Location
- 6077 Main Street Grant, Alabama 35747 United States 34°32′0″N 86°15′11″W﻿ / ﻿34.53333°N 86.25306°W

Information
- Type: Public
- Established: 1924 (102 years ago)
- School district: Marshall County Schools
- CEEB code: 011285
- Grades: K-12
- Campus: 240 acres (97 ha)
- Campus type: Rural
- Nickname: Patriots
- Kate Duncan Smith Daughters of the American Revolution School
- U.S. National Register of Historic Places
- U.S. Historic district
- Area: 15 acres (6.1 ha)
- Architect: Alfred, A.M.; Campbell, L.W.
- Architectural style: American Craftsman
- NRHP reference No.: 02000478
- Added to NRHP: October 2, 2002

= Kate Duncan Smith DAR School =

The Kate Duncan Smith DAR School is a K-12 public school in Grant, Alabama.

==History==
The school was established in 1924 and operates under a public-private partnership between the Marshall County School System and the National Society of the Daughters of the American Revolution. The historic core of campus covers 15 acres (6 ha) and contains 12 buildings, constructed between 1924 and 1957. Buildings are constructed in Craftsman style of local stone or logs. It is one of only two schools in the country (the other being the Tamassee DAR School in South Carolina) that is owned by the DAR. Following the end of World War II, DAR President General May Erwin Talmadge redistributed funds to the school from the DAR War Fund.
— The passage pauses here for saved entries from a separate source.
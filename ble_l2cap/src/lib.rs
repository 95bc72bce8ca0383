//! L2CAP as a from-scratch software layer over HCI ACL-Data frames: fixed
//! CIDs (ATT, SMP) multiplexed per connection handle, with reassembly,
//! fragmentation, and sized PDU read/write.

pub mod channel;
pub mod cid;
pub mod error;
pub mod frame;
pub mod reassembly;

pub use channel::{L2capChannel, L2capMux, SecurityLevel, ATT_DEFAULT_MTU};
pub use cid::{CID_ATT, CID_SMP};
pub use error::{L2capError, L2capInternalError};
pub use frame::L2capFrame;
//! Raw `AF_BLUETOOTH` socket primitives: an owned file descriptor, thin
//! syscall wrappers parameterized over a [`SysSockAddr`], and an
//! `AsyncFd`-backed async read/write loop (`sock_priv!`) shared by every
//! socket wrapper built on top. [`hci`] is the one such wrapper this crate
//! ships — a raw `BTPROTO_HCI` channel, the transport every other layer of
//! the host stack (management, HCI commands/events, and the ACL frames
//! `ble_l2cap` demultiplexes) is built on.

pub mod hci;
pub mod sys;

use libc::{c_int, sockaddr, socklen_t, Ioctl, F_GETFL, F_SETFL, SOCK_CLOEXEC};
use std::{
    io::{Error, ErrorKind, Result},
    mem::{size_of, MaybeUninit},
    os::unix::io::{AsRawFd, IntoRawFd, RawFd},
};
use tokio::io::ReadBuf;

/// File descriptor that is closed on drop.
#[derive(Debug)]
pub struct OwnedFd {
    fd: RawFd,
    close_on_drop: bool,
}

impl OwnedFd {
    /// Takes ownership of an already-open file descriptor.
    ///
    /// # Safety
    /// `fd` must be a valid, open file descriptor not owned elsewhere.
    pub unsafe fn new(fd: RawFd) -> Self {
        Self {
            fd,
            close_on_drop: true,
        }
    }
}

impl AsRawFd for OwnedFd {
    fn as_raw_fd(&self) -> RawFd {
        self.fd
    }
}

impl IntoRawFd for OwnedFd {
    fn into_raw_fd(mut self) -> RawFd {
        self.close_on_drop = false;
        self.fd
    }
}

impl Drop for OwnedFd {
    fn drop(&mut self) {
        if self.close_on_drop {
            unsafe { libc::close(self.fd) };
        }
    }
}

/// Address convertible to and from a system socket address.
pub trait SysSockAddr: Sized {
    type SysSockAddr: Sized + 'static;

    fn into_sys_sock_addr(self) -> Self::SysSockAddr;
    fn try_from_sys_sock_addr(addr: Self::SysSockAddr) -> Result<Self>;
}

/// Creates a socket of the given type. The caller decides whether to put it
/// into non-blocking mode afterwards (some controllers misbehave with a
/// client accepted while still non-blocking).
pub fn socket(sa: c_int, ty: c_int, proto: c_int) -> Result<OwnedFd> {
    match unsafe { libc::socket(sa, ty | SOCK_CLOEXEC, proto) } {
        -1 => Err(Error::last_os_error()),
        fd => Ok(unsafe { OwnedFd::new(fd) }),
    }
}

pub fn bind<SA: SysSockAddr>(socket: &OwnedFd, sa: SA) -> Result<()> {
    let addr = sa.into_sys_sock_addr();
    if unsafe {
        libc::bind(
            socket.as_raw_fd(),
            &addr as *const _ as *const sockaddr,
            size_of::<SA::SysSockAddr>() as socklen_t,
        )
    } == 0
    {
        Ok(())
    } else {
        Err(Error::last_os_error())
    }
}

pub fn getsockname<SA: SysSockAddr>(socket: &OwnedFd) -> Result<SA> {
    let mut saddr: MaybeUninit<SA::SysSockAddr> = MaybeUninit::uninit();
    let mut length = size_of::<SA::SysSockAddr>() as socklen_t;
    if unsafe { libc::getsockname(socket.as_raw_fd(), saddr.as_mut_ptr() as *mut _, &mut length) }
        == -1
    {
        return Err(Error::last_os_error());
    }
    if length != size_of::<SA::SysSockAddr>() as socklen_t {
        return Err(Error::new(ErrorKind::InvalidInput, "invalid sockaddr length from getsockname"));
    }
    SA::try_from_sys_sock_addr(unsafe { saddr.assume_init() })
}

pub fn getpeername<SA: SysSockAddr>(socket: &OwnedFd) -> Result<SA> {
    let mut saddr: MaybeUninit<SA::SysSockAddr> = MaybeUninit::uninit();
    let mut length = size_of::<SA::SysSockAddr>() as socklen_t;
    if unsafe { libc::getpeername(socket.as_raw_fd(), saddr.as_mut_ptr() as *mut _, &mut length) }
        == -1
    {
        return Err(Error::last_os_error());
    }
    if length != size_of::<SA::SysSockAddr>() as socklen_t {
        return Err(Error::new(ErrorKind::InvalidInput, "invalid sockaddr length from getpeername"));
    }
    SA::try_from_sys_sock_addr(unsafe { saddr.assume_init() })
}

pub fn connect<SA: SysSockAddr>(socket: &OwnedFd, sa: SA) -> Result<()> {
    let addr = sa.into_sys_sock_addr();
    if unsafe {
        libc::connect(
            socket.as_raw_fd(),
            &addr as *const _ as *const sockaddr,
            size_of::<SA::SysSockAddr>() as socklen_t,
        )
    } == 0
    {
        Ok(())
    } else {
        Err(Error::last_os_error())
    }
}

pub fn send(socket: &OwnedFd, buf: &[u8], flags: c_int) -> Result<usize> {
    match unsafe { libc::send(socket.as_raw_fd(), buf.as_ptr() as *const _, buf.len(), flags) } {
        -1 => Err(Error::last_os_error()),
        n => Ok(n as usize),
    }
}

pub fn sendto<SA: SysSockAddr>(socket: &OwnedFd, buf: &[u8], flags: c_int, sa: SA) -> Result<usize> {
    let addr = sa.into_sys_sock_addr();
    match unsafe {
        libc::sendto(
            socket.as_raw_fd(),
            buf.as_ptr() as *const _,
            buf.len(),
            flags,
            &addr as *const _ as *const sockaddr,
            size_of::<SA::SysSockAddr>() as socklen_t,
        )
    } {
        -1 => Err(Error::last_os_error()),
        n => Ok(n as usize),
    }
}

pub fn recv(socket: &OwnedFd, buf: &mut ReadBuf, flags: c_int) -> Result<usize> {
    let unfilled = unsafe { buf.unfilled_mut() };
    match unsafe {
        libc::recv(socket.as_raw_fd(), unfilled.as_mut_ptr() as *mut _, unfilled.len(), flags)
    } {
        -1 => Err(Error::last_os_error()),
        n => {
            let n = n as usize;
            unsafe { buf.assume_init(n) };
            buf.advance(n);
            Ok(n)
        }
    }
}

pub fn recvfrom<SA: SysSockAddr>(socket: &OwnedFd, buf: &mut ReadBuf, flags: c_int) -> Result<(usize, SA)> {
    let unfilled = unsafe { buf.unfilled_mut() };
    let mut saddr: MaybeUninit<SA::SysSockAddr> = MaybeUninit::uninit();
    let mut length = size_of::<SA::SysSockAddr>() as socklen_t;
    match unsafe {
        libc::recvfrom(
            socket.as_raw_fd(),
            unfilled.as_mut_ptr() as *mut _,
            unfilled.len(),
            flags,
            saddr.as_mut_ptr() as *mut _,
            &mut length,
        )
    } {
        -1 => Err(Error::last_os_error()),
        n => {
            let n = n as usize;
            unsafe { buf.assume_init(n) };
            buf.advance(n);
            if length != size_of::<SA::SysSockAddr>() as socklen_t {
                return Err(Error::new(ErrorKind::InvalidInput, "invalid sockaddr length"));
            }
            let sa = SA::try_from_sys_sock_addr(unsafe { saddr.assume_init() })?;
            Ok((n, sa))
        }
    }
}

pub fn shutdown(socket: &OwnedFd, how: c_int) -> Result<()> {
    if unsafe { libc::shutdown(socket.as_raw_fd(), how) } == 0 {
        Ok(())
    } else {
        Err(Error::last_os_error())
    }
}

pub fn getsockopt<T>(socket: &OwnedFd, level: c_int, optname: c_int) -> Result<T> {
    let mut optval: MaybeUninit<T> = MaybeUninit::uninit();
    let mut optlen: socklen_t = size_of::<T>() as _;
    if unsafe {
        libc::getsockopt(socket.as_raw_fd(), level, optname, optval.as_mut_ptr() as *mut _, &mut optlen)
    } == -1
    {
        return Err(Error::last_os_error());
    }
    if optlen != size_of::<T>() as _ {
        return Err(Error::new(ErrorKind::InvalidInput, "invalid size"));
    }
    Ok(unsafe { optval.assume_init() })
}

pub fn setsockopt<T>(socket: &OwnedFd, level: c_int, optname: i32, optval: &T) -> Result<()> {
    let optlen: socklen_t = size_of::<T>() as _;
    if unsafe {
        libc::setsockopt(socket.as_raw_fd(), level, optname, optval as *const _ as *const _, optlen)
    } == -1
    {
        return Err(Error::last_os_error());
    }
    Ok(())
}

pub fn ioctl_read<T>(socket: &OwnedFd, request: Ioctl) -> Result<T> {
    let mut value: MaybeUninit<T> = MaybeUninit::uninit();
    let ret = unsafe { libc::ioctl(socket.as_raw_fd(), request, value.as_mut_ptr()) };
    if ret == -1 {
        return Err(Error::last_os_error());
    }
    Ok(unsafe { value.assume_init() })
}

#[allow(dead_code)]
pub fn ioctl_write<T>(socket: &OwnedFd, request: Ioctl, value: &T) -> Result<c_int> {
    let ret = unsafe { libc::ioctl(socket.as_raw_fd(), request, value as *const _) };
    if ret == -1 {
        return Err(Error::last_os_error());
    }
    Ok(ret)
}

pub fn fcntl_read(socket: &OwnedFd) -> Result<c_int> {
    let ret = unsafe { libc::fcntl(socket.as_raw_fd(), F_GETFL, 0) };
    if ret == -1 {
        return Err(Error::last_os_error());
    }
    Ok(ret)
}

pub fn fcntl_write(socket: &OwnedFd, flags: c_int) -> Result<c_int> {
    let ret = unsafe { libc::fcntl(socket.as_raw_fd(), F_SETFL, flags) };
    if ret == -1 {
        return Err(Error::last_os_error());
    }
    Ok(ret)
}

/// Generates the async accept/connect/send/recv/peek/shutdown methods shared
/// by every `AsyncFd`-backed socket wrapper in this crate (currently just
/// [`hci::Socket`], but kept as a macro so a future raw-channel type doesn't
/// have to re-derive the readiness-retry loop by hand).
macro_rules! sock_priv {
    () => {
        #[allow(dead_code)]
        async fn connect_priv(&self, sa: SocketAddr) -> Result<()> {
            use libc::{EAGAIN, EINPROGRESS, SOL_SOCKET, SO_ERROR};
            match crate::connect(self.fd.get_ref(), sa) {
                Ok(()) => Ok(()),
                Err(err)
                    if err.raw_os_error() == Some(EINPROGRESS)
                        || err.raw_os_error() == Some(EAGAIN) =>
                {
                    loop {
                        let mut guard = self.fd.writable().await?;
                        match guard.try_io(|inner| {
                            let err: c_int = crate::getsockopt(inner.get_ref(), SOL_SOCKET, SO_ERROR)?;
                            match err {
                                0 => Ok(()),
                                EINPROGRESS | EAGAIN => Err(ErrorKind::WouldBlock.into()),
                                _ => Err(Error::from_raw_os_error(err)),
                            }
                        }) {
                            Ok(result) => break result,
                            Err(_would_block) => continue,
                        }
                    }?;
                    Ok(())
                }
                Err(err) => Err(err),
            }
        }

        async fn send_priv(&self, buf: &[u8]) -> Result<usize> {
            loop {
                let mut guard = self.fd.writable().await?;
                match guard.try_io(|inner| crate::send(inner.get_ref(), buf, 0)) {
                    Ok(result) => return result,
                    Err(_would_block) => continue,
                }
            }
        }

        fn poll_send_priv(&self, cx: &mut Context, buf: &[u8]) -> Poll<Result<usize>> {
            loop {
                let mut guard = std::task::ready!(self.fd.poll_write_ready(cx))?;
                match guard.try_io(|inner| crate::send(inner.get_ref(), buf, 0)) {
                    Ok(result) => return Poll::Ready(result),
                    Err(_would_block) => continue,
                }
            }
        }

        #[allow(dead_code)]
        async fn send_to_priv(&self, buf: &[u8], target: SocketAddr) -> Result<usize> {
            loop {
                let mut guard = self.fd.writable().await?;
                match guard.try_io(|inner| crate::sendto(inner.get_ref(), buf, 0, target)) {
                    Ok(result) => return result,
                    Err(_would_block) => continue,
                }
            }
        }

        async fn recv_priv(&self, buf: &mut [u8]) -> Result<usize> {
            let mut buf = ReadBuf::new(buf);
            loop {
                let mut guard = self.fd.readable().await?;
                match guard.try_io(|inner| crate::recv(inner.get_ref(), &mut buf, 0)) {
                    Ok(result) => return result,
                    Err(_would_block) => continue,
                }
            }
        }

        fn poll_recv_priv(&self, cx: &mut Context, buf: &mut ReadBuf) -> Poll<Result<()>> {
            loop {
                let mut guard = std::task::ready!(self.fd.poll_read_ready(cx))?;
                match guard.try_io(|inner| crate::recv(inner.get_ref(), buf, 0)) {
                    Ok(result) => return Poll::Ready(result.map(|_| ())),
                    Err(_would_block) => continue,
                }
            }
        }

        #[allow(dead_code)]
        async fn recv_from_priv(&self, buf: &mut [u8]) -> Result<(usize, SocketAddr)> {
            let mut buf = ReadBuf::new(buf);
            loop {
                let mut guard = self.fd.readable().await?;
                match guard.try_io(|inner| crate::recvfrom(inner.get_ref(), &mut buf, 0)) {
                    Ok(result) => return result,
                    Err(_would_block) => continue,
                }
            }
        }

        fn shutdown_priv(&self, how: std::net::Shutdown) -> Result<()> {
            use libc::{SHUT_RD, SHUT_RDWR, SHUT_WR};
            let how = match how {
                std::net::Shutdown::Read => SHUT_RD,
                std::net::Shutdown::Write => SHUT_WR,
                std::net::Shutdown::Both => SHUT_RDWR,
            };
            crate::shutdown(self.fd.get_ref(), how)?;
            Ok(())
        }
    };
}

pub(crate) use sock_priv;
The Doris White Auditorium and Gymnasium at the school, and it's endowment fund, were dedicated in honor of DAR President General Doris Pike White on October 24, 1961. The Jeannette Osborn Baylies Home Economics-Multi-Use Building was constructed in the 1970s.

The historic district was listed on the National Register of Historic Places in 2002.